■ Aim of the exercise ■
Pull from the data below each line where the word "SeqCst" occurs, and copy it.
_ _ _ _ _
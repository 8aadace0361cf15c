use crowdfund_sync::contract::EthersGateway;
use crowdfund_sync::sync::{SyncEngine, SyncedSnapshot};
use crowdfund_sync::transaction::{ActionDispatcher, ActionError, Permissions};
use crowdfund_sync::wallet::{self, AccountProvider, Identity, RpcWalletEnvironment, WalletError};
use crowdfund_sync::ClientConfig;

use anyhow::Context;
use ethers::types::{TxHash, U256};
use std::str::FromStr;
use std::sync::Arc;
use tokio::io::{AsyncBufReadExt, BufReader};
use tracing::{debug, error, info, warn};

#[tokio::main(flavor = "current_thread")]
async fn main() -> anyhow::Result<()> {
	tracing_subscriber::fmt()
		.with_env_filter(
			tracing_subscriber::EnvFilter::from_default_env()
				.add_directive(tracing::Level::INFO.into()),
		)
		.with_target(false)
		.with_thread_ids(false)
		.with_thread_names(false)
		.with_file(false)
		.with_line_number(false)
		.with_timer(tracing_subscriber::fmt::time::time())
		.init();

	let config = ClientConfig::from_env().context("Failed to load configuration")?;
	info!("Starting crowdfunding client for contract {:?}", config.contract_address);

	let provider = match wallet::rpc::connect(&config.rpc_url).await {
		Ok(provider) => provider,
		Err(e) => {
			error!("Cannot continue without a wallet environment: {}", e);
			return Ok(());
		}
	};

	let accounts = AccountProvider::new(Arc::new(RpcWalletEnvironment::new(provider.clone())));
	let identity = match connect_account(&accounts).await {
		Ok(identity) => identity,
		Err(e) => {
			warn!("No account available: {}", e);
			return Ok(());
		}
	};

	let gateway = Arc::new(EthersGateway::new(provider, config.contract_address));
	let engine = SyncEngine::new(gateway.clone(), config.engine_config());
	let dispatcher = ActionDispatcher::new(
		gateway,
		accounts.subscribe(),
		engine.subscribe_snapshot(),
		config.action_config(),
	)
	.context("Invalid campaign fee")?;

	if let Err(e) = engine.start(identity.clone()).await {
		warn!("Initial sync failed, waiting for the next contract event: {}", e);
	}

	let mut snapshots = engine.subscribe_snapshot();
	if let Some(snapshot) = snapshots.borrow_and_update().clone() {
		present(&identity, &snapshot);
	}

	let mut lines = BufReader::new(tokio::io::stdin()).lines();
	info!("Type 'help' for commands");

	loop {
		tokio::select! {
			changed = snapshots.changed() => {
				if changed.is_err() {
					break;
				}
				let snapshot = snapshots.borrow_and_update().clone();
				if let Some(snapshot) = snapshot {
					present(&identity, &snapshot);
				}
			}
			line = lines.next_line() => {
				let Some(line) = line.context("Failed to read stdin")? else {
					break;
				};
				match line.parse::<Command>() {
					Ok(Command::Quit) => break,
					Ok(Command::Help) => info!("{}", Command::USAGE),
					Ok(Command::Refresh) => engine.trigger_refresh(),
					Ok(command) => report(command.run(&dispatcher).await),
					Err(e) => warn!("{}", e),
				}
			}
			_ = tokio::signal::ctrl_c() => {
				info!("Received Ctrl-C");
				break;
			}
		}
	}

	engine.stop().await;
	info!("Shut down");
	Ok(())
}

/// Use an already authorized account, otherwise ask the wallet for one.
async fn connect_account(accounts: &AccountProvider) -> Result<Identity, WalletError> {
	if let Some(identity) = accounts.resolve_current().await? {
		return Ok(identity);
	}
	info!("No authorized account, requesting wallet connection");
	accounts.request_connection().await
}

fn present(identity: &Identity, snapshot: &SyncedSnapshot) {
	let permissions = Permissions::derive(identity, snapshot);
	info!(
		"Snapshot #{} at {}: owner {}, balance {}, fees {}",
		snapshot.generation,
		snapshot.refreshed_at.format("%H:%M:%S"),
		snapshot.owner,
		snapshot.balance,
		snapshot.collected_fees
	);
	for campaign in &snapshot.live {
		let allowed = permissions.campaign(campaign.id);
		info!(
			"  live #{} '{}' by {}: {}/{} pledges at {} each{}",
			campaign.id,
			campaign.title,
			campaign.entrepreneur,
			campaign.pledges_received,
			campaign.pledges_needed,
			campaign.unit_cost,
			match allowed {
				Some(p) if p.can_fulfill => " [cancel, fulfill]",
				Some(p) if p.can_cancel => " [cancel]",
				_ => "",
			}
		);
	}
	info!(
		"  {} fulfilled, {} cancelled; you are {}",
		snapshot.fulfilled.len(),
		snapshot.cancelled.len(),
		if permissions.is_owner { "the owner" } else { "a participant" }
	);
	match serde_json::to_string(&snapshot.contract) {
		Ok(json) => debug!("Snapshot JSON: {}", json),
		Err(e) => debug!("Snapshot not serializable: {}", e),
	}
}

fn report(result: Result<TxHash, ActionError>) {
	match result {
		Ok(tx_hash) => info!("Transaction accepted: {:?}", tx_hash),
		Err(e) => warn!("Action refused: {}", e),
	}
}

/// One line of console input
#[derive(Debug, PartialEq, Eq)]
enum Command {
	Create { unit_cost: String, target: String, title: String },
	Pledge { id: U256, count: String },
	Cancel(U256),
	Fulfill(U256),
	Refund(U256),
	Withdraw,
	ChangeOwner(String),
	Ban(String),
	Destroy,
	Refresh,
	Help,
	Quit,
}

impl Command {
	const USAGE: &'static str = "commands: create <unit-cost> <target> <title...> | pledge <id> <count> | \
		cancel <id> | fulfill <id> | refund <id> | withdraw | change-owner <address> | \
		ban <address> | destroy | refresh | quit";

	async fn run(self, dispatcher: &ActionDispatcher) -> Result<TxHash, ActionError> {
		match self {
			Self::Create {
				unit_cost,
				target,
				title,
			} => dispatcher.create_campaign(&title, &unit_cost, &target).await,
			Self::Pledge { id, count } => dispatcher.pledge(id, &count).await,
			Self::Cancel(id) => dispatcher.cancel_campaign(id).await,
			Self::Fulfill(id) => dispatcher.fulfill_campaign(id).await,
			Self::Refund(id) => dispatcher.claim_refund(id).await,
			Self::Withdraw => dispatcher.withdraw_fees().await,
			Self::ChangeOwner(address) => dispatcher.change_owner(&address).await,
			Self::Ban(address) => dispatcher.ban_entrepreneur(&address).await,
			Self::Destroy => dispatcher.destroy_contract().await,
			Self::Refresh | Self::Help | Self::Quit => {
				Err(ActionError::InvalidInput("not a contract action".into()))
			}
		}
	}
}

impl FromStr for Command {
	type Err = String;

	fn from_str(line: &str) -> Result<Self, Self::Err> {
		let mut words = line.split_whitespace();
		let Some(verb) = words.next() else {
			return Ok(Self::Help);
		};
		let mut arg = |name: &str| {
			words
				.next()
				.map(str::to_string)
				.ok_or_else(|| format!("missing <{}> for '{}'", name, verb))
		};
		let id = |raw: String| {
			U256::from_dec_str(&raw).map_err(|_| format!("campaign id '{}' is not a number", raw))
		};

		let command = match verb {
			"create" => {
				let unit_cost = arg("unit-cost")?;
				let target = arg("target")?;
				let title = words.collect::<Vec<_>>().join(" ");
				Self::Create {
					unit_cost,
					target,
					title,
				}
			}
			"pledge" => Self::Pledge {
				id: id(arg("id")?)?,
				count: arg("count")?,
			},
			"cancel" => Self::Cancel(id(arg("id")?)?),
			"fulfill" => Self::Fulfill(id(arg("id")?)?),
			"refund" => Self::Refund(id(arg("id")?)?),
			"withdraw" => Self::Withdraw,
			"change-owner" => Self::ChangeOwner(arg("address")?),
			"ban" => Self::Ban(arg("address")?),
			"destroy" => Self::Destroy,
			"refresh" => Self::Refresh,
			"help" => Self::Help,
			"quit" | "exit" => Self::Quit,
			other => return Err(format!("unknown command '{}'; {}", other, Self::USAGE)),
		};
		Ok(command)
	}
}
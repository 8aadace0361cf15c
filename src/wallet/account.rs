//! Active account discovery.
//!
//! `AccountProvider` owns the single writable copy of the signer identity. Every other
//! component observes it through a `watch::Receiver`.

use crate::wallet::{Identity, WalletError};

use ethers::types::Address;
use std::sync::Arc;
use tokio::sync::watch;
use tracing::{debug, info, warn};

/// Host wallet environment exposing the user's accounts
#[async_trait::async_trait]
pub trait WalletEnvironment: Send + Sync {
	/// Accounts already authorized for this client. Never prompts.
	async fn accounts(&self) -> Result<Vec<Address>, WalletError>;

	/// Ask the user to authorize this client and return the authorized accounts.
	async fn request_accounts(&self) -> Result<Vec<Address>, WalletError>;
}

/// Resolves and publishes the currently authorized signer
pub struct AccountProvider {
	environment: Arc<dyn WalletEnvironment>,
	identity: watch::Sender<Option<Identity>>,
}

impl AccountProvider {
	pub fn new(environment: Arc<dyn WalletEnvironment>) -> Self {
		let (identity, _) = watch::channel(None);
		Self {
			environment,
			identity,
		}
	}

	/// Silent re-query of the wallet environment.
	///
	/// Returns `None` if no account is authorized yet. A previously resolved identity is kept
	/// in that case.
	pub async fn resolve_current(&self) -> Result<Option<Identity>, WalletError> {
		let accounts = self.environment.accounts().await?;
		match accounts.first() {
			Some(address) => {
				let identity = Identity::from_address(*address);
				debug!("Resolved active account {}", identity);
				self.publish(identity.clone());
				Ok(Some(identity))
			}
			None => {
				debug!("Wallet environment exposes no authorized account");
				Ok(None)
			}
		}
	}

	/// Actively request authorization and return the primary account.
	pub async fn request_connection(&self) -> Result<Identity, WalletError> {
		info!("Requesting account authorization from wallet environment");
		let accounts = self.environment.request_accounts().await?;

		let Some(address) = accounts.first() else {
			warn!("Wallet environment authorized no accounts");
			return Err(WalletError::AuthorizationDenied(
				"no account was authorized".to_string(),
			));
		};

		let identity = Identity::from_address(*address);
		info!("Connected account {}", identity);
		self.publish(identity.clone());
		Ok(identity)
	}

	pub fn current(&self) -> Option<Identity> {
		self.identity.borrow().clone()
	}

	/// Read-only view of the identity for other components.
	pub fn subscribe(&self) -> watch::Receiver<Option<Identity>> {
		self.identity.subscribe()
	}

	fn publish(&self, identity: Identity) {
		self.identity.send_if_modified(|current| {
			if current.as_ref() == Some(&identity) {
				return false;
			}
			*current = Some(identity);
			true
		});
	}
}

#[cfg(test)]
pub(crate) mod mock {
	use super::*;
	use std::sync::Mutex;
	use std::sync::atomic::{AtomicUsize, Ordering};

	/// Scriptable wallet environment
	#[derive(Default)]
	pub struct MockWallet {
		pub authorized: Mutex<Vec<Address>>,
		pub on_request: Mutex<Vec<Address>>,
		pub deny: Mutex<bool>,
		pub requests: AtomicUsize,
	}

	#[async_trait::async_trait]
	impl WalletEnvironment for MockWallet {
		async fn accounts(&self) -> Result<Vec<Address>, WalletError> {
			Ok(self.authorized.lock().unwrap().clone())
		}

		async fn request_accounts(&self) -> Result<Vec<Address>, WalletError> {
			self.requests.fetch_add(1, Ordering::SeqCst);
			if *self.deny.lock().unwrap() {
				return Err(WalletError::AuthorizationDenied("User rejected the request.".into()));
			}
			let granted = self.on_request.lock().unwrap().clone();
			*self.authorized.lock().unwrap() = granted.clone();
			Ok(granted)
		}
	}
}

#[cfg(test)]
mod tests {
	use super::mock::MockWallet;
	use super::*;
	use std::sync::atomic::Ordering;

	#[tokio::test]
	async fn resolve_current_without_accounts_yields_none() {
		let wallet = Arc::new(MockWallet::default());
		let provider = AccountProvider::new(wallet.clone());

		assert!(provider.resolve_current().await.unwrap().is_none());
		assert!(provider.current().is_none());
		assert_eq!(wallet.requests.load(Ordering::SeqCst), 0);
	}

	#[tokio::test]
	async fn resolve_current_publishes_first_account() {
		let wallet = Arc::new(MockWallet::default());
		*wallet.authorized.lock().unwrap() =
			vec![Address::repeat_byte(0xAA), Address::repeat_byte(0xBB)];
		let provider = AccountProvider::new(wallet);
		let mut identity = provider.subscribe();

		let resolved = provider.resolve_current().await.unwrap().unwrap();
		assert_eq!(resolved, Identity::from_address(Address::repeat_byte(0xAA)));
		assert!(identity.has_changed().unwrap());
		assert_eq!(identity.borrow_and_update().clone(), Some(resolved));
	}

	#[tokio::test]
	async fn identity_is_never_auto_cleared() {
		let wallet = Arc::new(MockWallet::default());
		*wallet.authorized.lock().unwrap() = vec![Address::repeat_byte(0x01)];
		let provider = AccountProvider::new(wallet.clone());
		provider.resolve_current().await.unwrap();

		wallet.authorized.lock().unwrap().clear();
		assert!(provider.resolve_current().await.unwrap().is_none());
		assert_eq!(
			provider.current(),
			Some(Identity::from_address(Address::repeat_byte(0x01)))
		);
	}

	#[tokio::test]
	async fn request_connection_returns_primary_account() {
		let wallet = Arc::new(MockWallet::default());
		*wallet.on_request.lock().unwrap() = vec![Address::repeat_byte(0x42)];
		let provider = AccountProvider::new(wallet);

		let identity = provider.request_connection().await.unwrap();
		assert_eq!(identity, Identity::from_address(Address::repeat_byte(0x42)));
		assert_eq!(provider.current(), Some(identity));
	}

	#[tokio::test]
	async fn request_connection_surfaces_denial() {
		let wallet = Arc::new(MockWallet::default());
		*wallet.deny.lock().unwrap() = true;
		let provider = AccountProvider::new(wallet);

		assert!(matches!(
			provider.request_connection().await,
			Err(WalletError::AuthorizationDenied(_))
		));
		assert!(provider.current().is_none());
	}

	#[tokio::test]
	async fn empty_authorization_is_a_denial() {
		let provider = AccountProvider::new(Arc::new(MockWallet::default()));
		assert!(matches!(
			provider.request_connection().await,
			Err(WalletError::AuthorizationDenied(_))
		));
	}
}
_ _ _ _ _
■ Response box ■
			self.requests.fetch_add(1, Ordering::SeqCst);
		assert_eq!(wallet.requests.load(Ordering::SeqCst), 0);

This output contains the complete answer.